Alternativhypothese: Die Apple Aktie erfüllt die Erwartungen der Anleger nicht (H0 wird widerlegt).

1.1.3 Ergebnis

Der geschätzte Kurswert bis 2020 beträgt rund 243 (+ ~22% zu Februar 2018). Pro Jahr kann also ein Wertzuwachs von rund 11% erwartet werden. Zu Beginn ist die Streuung klein. Diese wächst mit zunehmender Zeit und findet ihren Höhepunkt beim letzten Schätzpunkt (Dez 2020).

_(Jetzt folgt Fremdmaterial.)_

//! Requests and results exchanged with the [`BookingOrchestrator`](crate::BookingOrchestrator).

use hotel_ops_core::types::{GuestInfo, HotelId, Money, Reservation, RoomId, RoomType};
use hotel_ops_core::{NaiveDate, PaymentError};
use hotel_ops_pricing::PricingBreakdown;
use serde::{Deserialize, Serialize};

/// A guest asking for a room
#[derive(Clone, Debug, PartialEq, Eq, Serialize, Deserialize)]
pub struct BookingRequest {
    /// Hotel to book at
    pub hotel_id: HotelId,
    /// Specific room, or `None` to pick any free room of `room_type`
    pub room_id: Option<RoomId>,
    /// Room category (ignored when `room_id` is given)
    pub room_type: RoomType,
    /// Arrival date
    pub check_in: NaiveDate,
    /// Departure date
    pub check_out: NaiveDate,
    /// Number of guests
    pub guests: u32,
    /// Contact details of the guest
    pub guest: GuestInfo,
    /// Register the guest when no account exists for their email
    pub create_account: bool,
    /// Free-text requests
    pub special_requests: Option<String>,
    /// Promotional code
    pub promo_code: Option<String>,
    /// Payment method to charge; without one the booking stays pending
    pub payment_method_token: Option<String>,
}

impl BookingRequest {
    /// Request for any free room of a type, without payment or promotion
    #[must_use]
    pub const fn new(
        hotel_id: HotelId,
        room_type: RoomType,
        check_in: NaiveDate,
        check_out: NaiveDate,
        guests: u32,
        guest: GuestInfo,
    ) -> Self {
        Self {
            hotel_id,
            room_id: None,
            room_type,
            check_in,
            check_out,
            guests,
            guest,
            create_account: false,
            special_requests: None,
            promo_code: None,
            payment_method_token: None,
        }
    }

    /// Books this exact room
    #[must_use]
    pub const fn for_room(mut self, room_id: RoomId) -> Self {
        self.room_id = Some(room_id);
        self
    }

    /// Charges this payment method
    #[must_use]
    pub fn with_payment(mut self, token: impl Into<String>) -> Self {
        self.payment_method_token = Some(token.into());
        self
    }

    /// Applies a promotional code
    #[must_use]
    pub fn with_promo_code(mut self, code: impl Into<String>) -> Self {
        self.promo_code = Some(code.into());
        self
    }

    /// Adds special requests
    #[must_use]
    pub fn with_special_requests(mut self, requests: impl Into<String>) -> Self {
        self.special_requests = Some(requests.into());
        self
    }

    /// Registers the guest if they have no account yet
    #[must_use]
    pub const fn registering_guest(mut self) -> Self {
        self.create_account = true;
        self
    }
}

/// What happened to the payment of a new booking
#[derive(Clone, Debug, PartialEq, Eq)]
pub enum PaymentOutcome {
    /// No payment method was supplied
    NotAttempted,
    /// Charged; the booking is confirmed
    Charged {
        /// Gateway reference
        reference: String,
    },
    /// The charge failed; the booking stays pending
    Failed(PaymentError),
    /// Charged, but the confirmation could not be stored. The booking stays
    /// pending and the reference must be reconciled by staff.
    ChargedNotConfirmed {
        /// Gateway reference
        reference: String,
        /// Why the confirmation was not stored
        reason: String,
    },
}

/// A stored booking
#[derive(Clone, Debug, PartialEq, Eq)]
pub struct BookingResult {
    /// The reservation as persisted
    pub reservation: Reservation,
    /// Human-facing confirmation number
    pub confirmation_number: String,
    /// How the total was computed
    pub breakdown: PricingBreakdown,
    /// Payment outcome
    pub payment: PaymentOutcome,
}

/// Where a cancellation or modification comes from
#[derive(Clone, Debug, PartialEq, Eq, Serialize, Deserialize)]
pub enum RequestChannel {
    /// The guest, online; minimum notice applies
    Guest,
    /// Front-desk staff; minimum notice is waived
    FrontDesk {
        /// Staff label for the audit trail
        staff: String,
    },
}

impl RequestChannel {
    /// Label used for metrics
    #[must_use]
    pub const fn label(&self) -> &'static str {
        match self {
            Self::Guest => "guest",
            Self::FrontDesk { .. } => "front_desk",
        }
    }
}

/// A cancelled booking and its refund
#[derive(Clone, Debug, PartialEq, Eq)]
pub struct CancellationResult {
    /// The reservation after cancellation
    pub reservation: Reservation,
    /// Amount refunded under the cancellation policy
    pub refund: Money,
}

/// Requested changes; `None` keeps the current value
#[derive(Clone, Debug, Default, PartialEq, Eq, Serialize, Deserialize)]
pub struct ReservationChanges {
    /// New arrival date
    pub check_in: Option<NaiveDate>,
    /// New departure date
    pub check_out: Option<NaiveDate>,
    /// New guest count
    pub guests: Option<u32>,
    /// New special requests
    pub special_requests: Option<String>,
}

impl ReservationChanges {
    /// True when the stay dates change
    #[must_use]
    pub const fn changes_dates(&self) -> bool {
        self.check_in.is_some() || self.check_out.is_some()
    }
}

/// A modified booking and the money owed either way
#[derive(Clone, Debug, PartialEq, Eq)]
pub struct ModificationResult {
    /// The reservation after the change
    pub reservation: Reservation,
    /// Extra amount owed by the guest
    pub additional_charges: Money,
    /// Amount refunded to the guest
    pub refund: Money,
}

Der wachstum über die letzten 10 Jahre betrug 84% bzw. 8.4% jährlich. Der geschätzte Kursverlauf liegt daher über den Durchschnittswerten der letzten zehn Jahre und somit bestätigt sich die Nullhypothese: Die Rendite-Erwartungen der Anleger werden erfüllt.

1.2 Methodik

1.3 Vorbereitung

1.3.1 Pakete laden

knitr::opts_chunk$set(fig.width=9, fig.height=6) 
library(tidyverse)
library(magrittr)
library(readxl)
library(plotly)
library(lubridate)
library(openintro)
library(tseries)
library(lmtest)
library(forecast)
library(xts)
library(vars)
library(dygraphs)
library(summarytools)

1.3.2 Daten laden & visuelle Datenexploration

# Daten lesen
apple <- read_excel(path = "Data/Prices Nestle and Apple.xlsx", sheet = "Apple")

# .csv Versuch hat Wertproblem auch nicht gelöst
# apple <- read.csv("Data/Prices_Apple.csv", sep=";", header=TRUE)

# Spalten umbennen, Durchschnittswerte per 1. Monatstag berechnen &
# nach Datum aufsteigend sortieren
apple %<>%
  rename(datum = Date,
         wert = Kurswert) %>% 
  mutate(monat = month(datum),
         jahr = year(datum)) %>% 
  unite(monat_jahr, monat, jahr) %>%
  group_by(monat_jahr) %>% 
  mutate(wert_monat = mean(wert)) %>% 
  ungroup() %>% 
  arrange(datum) %>% 
  distinct(monat_jahr, .keep_all = T) %>% 
  dplyr::select(datum, wert_monat)

# Cast zu passendem Zeitformat
apple$datum <- ymd(apple$datum)

# Datenstruktur & statistische Kennzahlen anzeigen
glimpse(apple)

## Observations: 433
## Variables: 2
## $ datum      <date> 1982-11-12, 1982-12-01, 1983-01-03, 1983-02-01, 19...
## $ wert_monat <dbl> 1.1843825, 1.1359391, 1.1840833, 1.6130900, 1.60219...

summary(apple)

##      datum              wert_monat      
##  Min.   :1982-11-12   Min.   :  0.6191  
##  1st Qu.:1991-11-01   1st Qu.:  1.6862  
##  Median :2000-11-01   Median :  2.6965  
##  Mean   :2000-10-31   Mean   : 27.1324  
##  3rd Qu.:2009-11-02   3rd Qu.: 29.2801  
##  Max.   :2018-11-01   Max.   :219.5482

(d <- plot_ly(data = apple, x = ~datum, y = ~wert_monat, type = "scatter", mode = "lines") %>% 
  layout(title = "Apple Aktie",
         xaxis = list(title = "Datum"),
         yaxis = list(title = "Kurswert")))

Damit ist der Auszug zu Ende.